By Author: Mr. Niloy Kar
“𝑰𝒕 𝒘𝒂𝒔 𝒂 𝒃𝒂𝒕𝒕𝒍𝒆 𝒆𝒗𝒆𝒓𝒚 𝒕𝒊𝒎𝒆 𝒘𝒆 𝒑𝒍𝒂𝒚𝒆𝒅 𝑳𝒆𝒆𝒅𝒔. 𝑰𝒕 𝒘𝒂𝒔 𝒏𝒆𝒗𝒆𝒓 𝒂 𝒇𝒐𝒐𝒕𝒃𝒂𝒍𝒍 𝒎𝒂𝒕𝒄𝒉, 𝒃𝒖𝒕 𝒕𝒉𝒆𝒚 𝒉𝒂𝒅 𝒕𝒉𝒆 𝒅𝒊𝒓𝒕𝒊𝒆𝒔𝒕 𝒑𝒍𝒂𝒚𝒆𝒓 𝒐𝒇 𝒂𝒍𝒍 𝒕𝒊𝒎𝒆 𝒊𝒏 𝑱𝒐𝒉𝒏𝒏𝒚 𝑮𝒊𝒍𝒆𝒔 — 𝒂𝒏𝒅 𝒚𝒐𝒖 𝒄𝒂𝒏 𝒑𝒓𝒊𝒏𝒕 𝒕𝒉𝒂𝒕 𝒃𝒆𝒄𝒂𝒖𝒔𝒆 𝑰 𝒉𝒂𝒗𝒆 𝒔𝒂𝒊𝒅 𝒊𝒕 𝒕𝒐 𝒉𝒊𝒔 𝒇𝒂𝒄𝒆 𝒂 𝒎𝒊𝒍𝒍𝒊𝒐𝒏 𝒕𝒊𝒎𝒆𝒔.

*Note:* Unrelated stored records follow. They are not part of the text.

//! In-memory vendor store.
//!
//! Holds the full vendor list for the session. Records are seeded once, replaced
//! whole by the editor, and never deleted.

use crate::domain::error::{Result, VendorizerError};
use crate::domain::Vendor;
use std::collections::HashSet;

/// The session's vendor records in seed order.
#[derive(Debug, Clone, Default, PartialEq, Eq)]
pub struct VendorStore {
    vendors: Vec<Vendor>,
}

impl VendorStore {
    /// Builds a store from seed records.
    ///
    /// # Errors
    ///
    /// Returns [`VendorizerError::DuplicateVendor`] if two records share an identifier.
    pub fn new(vendors: Vec<Vendor>) -> Result<Self> {
        let mut seen = HashSet::with_capacity(vendors.len());
        for vendor in &vendors {
            if !seen.insert(vendor.id.as_str()) {
                return Err(VendorizerError::DuplicateVendor(vendor.id.clone()));
            }
        }

        tracing::debug!(vendor_count = vendors.len(), "vendor store seeded");
        Ok(Self { vendors })
    }

    /// All records in seed order.
    #[must_use]
    pub fn all(&self) -> &[Vendor] {
        &self.vendors
    }

    #[must_use]
    pub fn len(&self) -> usize {
        self.vendors.len()
    }

    #[must_use]
    pub fn is_empty(&self) -> bool {
        self.vendors.is_empty()
    }

    /// Looks up a record by its exact identifier.
    #[must_use]
    pub fn get(&self, id: &str) -> Option<&Vendor> {
        self.vendors.iter().find(|vendor| vendor.id == id)
    }

    /// Replaces the record whose identifier matches `vendor.id`.
    ///
    /// Position in the list is preserved; no other record is touched.
    ///
    /// # Errors
    ///
    /// Returns [`VendorizerError::VendorNotFound`] if no record has that identifier.
    pub fn replace(&mut self, vendor: Vendor) -> Result<()> {
        let _span = tracing::debug_span!("store_replace", vendor_id = %vendor.id).entered();

        let slot = self
            .vendors
            .iter_mut()
            .find(|existing| existing.id == vendor.id)
            .ok_or_else(|| VendorizerError::VendorNotFound(vendor.id.clone()))?;

        *slot = vendor;
        tracing::debug!("vendor replaced");
        Ok(())
    }
}
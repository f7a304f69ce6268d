//! Filter criteria for the vendor table.

use super::vendor::{Category, Region, Status, VendorType};
use chrono::NaiveDate;

/// What the user has asked the table to show.
///
/// Every field is optional; an empty query or a `None` means "unconstrained".
/// The default value is therefore the identity filter.
#[derive(Debug, Clone, Default, PartialEq, Eq)]
pub struct FilterCriteria {
    /// Free-text query, matched case-insensitively as a substring.
    pub query: String,
    pub category: Option<Category>,
    pub vendor_type: Option<VendorType>,
    pub status: Option<Status>,
    pub region: Option<Region>,
    /// Inclusive lower date bound.
    pub date_from: Option<NaiveDate>,
    /// Inclusive upper date bound.
    pub date_to: Option<NaiveDate>,
}

impl FilterCriteria {
    /// Returns `true` if no criterion constrains the list.
    #[must_use]
    pub fn is_empty(&self) -> bool {
        self.query.is_empty() && !self.has_field_filters()
    }

    /// Returns `true` if any criterion other than the text query is set.
    ///
    /// Drives the visibility of the "clear filters" hint.
    #[must_use]
    pub const fn has_field_filters(&self) -> bool {
        self.category.is_some()
            || self.vendor_type.is_some()
            || self.status.is_some()
            || self.region.is_some()
            || self.date_from.is_some()
            || self.date_to.is_some()
    }

    /// Resets every criterion except the text query.
    pub fn clear_field_filters(&mut self) {
        *self = Self {
            query: std::mem::take(&mut self.query),
            ..Self::default()
        };
    }
}

#[cfg(test)]
mod tests {
    use super::*;

    #[test]
    fn clearing_field_filters_keeps_query() {
        let mut criteria = FilterCriteria {
            query: "acme".to_string(),
            category: Some(Category::Diesel),
            region: Some(Region::North),
            date_to: NaiveDate::from_ymd_opt(2024, 2, 1),
            ..FilterCriteria::default()
        };
        assert!(criteria.has_field_filters());

        criteria.clear_field_filters();

        assert_eq!(criteria.query, "acme");
        assert!(!criteria.has_field_filters());
        assert!(!criteria.is_empty());
    }
}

It was 1377, the death of King Edward III, and the succession of Richard II gave birth to a real-life ‘Game of Thrones’ between Houses of York and Lancaster. The internal strife and power struggle behind the scenes, and later a full-fledged civil war in 1455, saw many people lose their lives as even women and children weren’t safe. The ‘War of Roses’, between Yorks(White rose) and Lancasters(Red rose), went on for 32 long years and had initially seen a Yorkist victory. However, Henry Tudor came back from exile, defeated Richard III and married Elizabeth of York, to unite the claims and end the battle, once and for all. However, the bloodshed and lost lives won’t be forgotten by the people of Yorkshire and Lancashire as their disdain for each other would remain strong for years to come.
It was 1760, the Industrial Revolution would soon begin and spread like wildfire across all English counties, including Yorkshire and Lancashire. The rivalry between them was renewed and intense competition for economic supremacy had begun, between the cities of Leeds and Manchester, that still goes on now, in the 21st century. As the battle for the throne, was replaced by a struggle to put bread on the dinner table, things got more personal and the hatred grew.
It was 1964, rivalries had shifted to the football pitch. The rivalry, between Matt Busby’s Manchester United, in red against Don Revie’s Leeds United, in white was in full swing as brothers Bobby and Jack Charlton faced each other, like they had done a countless times. Busby’s free-flowing football with the Holy Trinity of Best, Charlton and Law clashed against Revie’s tough and physical football with hard men like Bremmer, Hunter and Giles(a former Manchester United player), as players were seen punching and fighting each other in the mud, famously described later by the Yorkshire Post as “a pack of dogs, snapping and snarling at each other over a bone”. At the end of the season, the teams stood undivided at 61 points, but the Reds had the last laugh, winning the title owing to a superior goal ratio.
It is 2020 now. Manchester United have had with Sir Alex Ferguson, what Leeds United could have had with Brian Clough. Both sides have fallen from their prime. Manchester United brushed aside fears of becoming ‘another Leeds’ and even though they are currently struggling for a Champions League spot, with a young squad led by the ‘baby faced assassin’, the future looks bright for them. Leeds United on the other hand have dealt with failure and frustration for 16 long years have finally made their return, ironically playing beautiful football, led by none other than ‘the madman’. Maybe the stakes won’t be so high this time, but it doesn’t matter, because a rivalry dating back centuries, perhaps the greatest rivalry in Britain would resurrect yet again as the Reds take on the Whites next season.